Angélique ouvrait la bouche pour s'étonner de cette déclaration lorsqu'un bruit étrange, une sorte de grognement animal venu de l'escalier les interrompit. Mme Scarron alla ouvrir la porte et recula en refermant précipitamment.

– Mon Dieu, il y a un démon dans l'escalier !

– Que voulez-vous dire ?

– En tout cas, c'est un homme tout noir.

Angélique poussa un cri et se précipita sur le palier.

– Kouassi-Ba ! appela-t-elle.

– Oui, c'est moi, médême, répondit Kouassi-Ba.

Il émergea, tel un sombre spectre, du petit escalier obscur. Il était vêtu de loques informes retenues par des ficelles. Sa peau était grise et flasque. Mais en apercevant Florimond, il poussa un rire sauvage et, se précipitant sur l'enfant ravi, il esquissa une danse endiablée.

Françoise Scarron, avec un geste d'horreur, s'élança hors de la chambre et se réfugia dans la sienne.

Angélique avait pris sa tête à deux mains pour réfléchir. Quand donc... mais quand donc Kouassi-Ba avait-il disparu ? Elle ne se rappelait plus. Tout s'embrouillait. Elle se souvint enfin qu'il l'avait accompagnée au Louvre le matin de ce terrible jour où elle avait vu le roi et failli mourir de la main même du duc d'Orléans. À partir de ce moment, elle devait s'avouer qu'elle avait complètement oublié Kouassi-Ba !

Elle jeta une bourrée dans le feu afin qu'il pût sécher ses loques trempées de pluie, et lui donna à manger tout ce qu'elle put trouver. Il raconta son odyssée. Dans ce grand château où habite le roi de France, Kouassi-Ba avait longtemps, longtemps attendu « médême ». C'était long ! Les servantes qui passaient se moquaient de lui.

Après, la nuit était venue.
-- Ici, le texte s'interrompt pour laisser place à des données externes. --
use serde::{Deserialize, Serialize};
use std::fmt;

/// Why a refresh was requested.
///
/// Each reason carries its own cache policy: reasons that may have crossed
/// a calendar day (or were requested explicitly) drop the incremental
/// ingestion state before the next load.
#[derive(Debug, Clone, Copy, PartialEq, Eq, Hash, Serialize, Deserialize)]
#[serde(tag = "kind", rename_all = "snake_case")]
pub enum RefreshReason {
    /// A watched log file was created or modified
    FileChange,
    /// Periodic fallback timer
    Timer,
    /// System resumed from sleep
    Wake { crossed_day: bool },
    /// Local calendar date rolled over
    DayChange,
    /// Explicit user request
    Manual,
}

impl RefreshReason {
    pub fn should_invalidate_cache(&self) -> bool {
        match self {
            RefreshReason::FileChange | RefreshReason::Timer => false,
            RefreshReason::Wake { crossed_day } => *crossed_day,
            RefreshReason::DayChange | RefreshReason::Manual => true,
        }
    }

    pub fn label(&self) -> &'static str {
        match self {
            RefreshReason::FileChange => "file-change",
            RefreshReason::Timer => "timer",
            RefreshReason::Wake { .. } => "wake",
            RefreshReason::DayChange => "day-change",
            RefreshReason::Manual => "manual",
        }
    }
}

impl fmt::Display for RefreshReason {
    fn fmt(&self, f: &mut fmt::Formatter<'_>) -> fmt::Result {
        match self {
            RefreshReason::Wake { crossed_day: true } => write!(f, "wake (new day)"),
            other => write!(f, "{}", other.label()),
        }
    }
}

#[cfg(test)]
mod tests {
    use super::*;

    #[test]
    fn test_invalidation_policy() {
        assert!(!RefreshReason::FileChange.should_invalidate_cache());
        assert!(!RefreshReason::Timer.should_invalidate_cache());
        assert!(!RefreshReason::Wake { crossed_day: false }.should_invalidate_cache());
        assert!(RefreshReason::Wake { crossed_day: true }.should_invalidate_cache());
        assert!(RefreshReason::DayChange.should_invalidate_cache());
        assert!(RefreshReason::Manual.should_invalidate_cache());
    }

    #[test]
    fn test_serializes_with_kind_tag() {
        let json = serde_json::to_string(&RefreshReason::Wake { crossed_day: true }).unwrap();
        assert_eq!(json, r#"{"kind":"wake","crossed_day":true}"#);
    }
}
Après il avait reçu beaucoup de coups de bâton. Après, il s'était réveillé dans l'eau, oui dans l'eau qui coule devant le grand château...

« On l'a assommé et jeté dans la Seine », interpréta Angélique. Kouassi-Ba avait nagé ; ensuite, il avait trouvé une plage. Quand il s'était éveillé de nouveau, il avait été heureux, car il se croyait revenu dans son pays. Trois Maures se penchaient au-dessus de lui. Des hommes comme lui et non pas des négrillons comme en ont les dames pour leur servir de pages.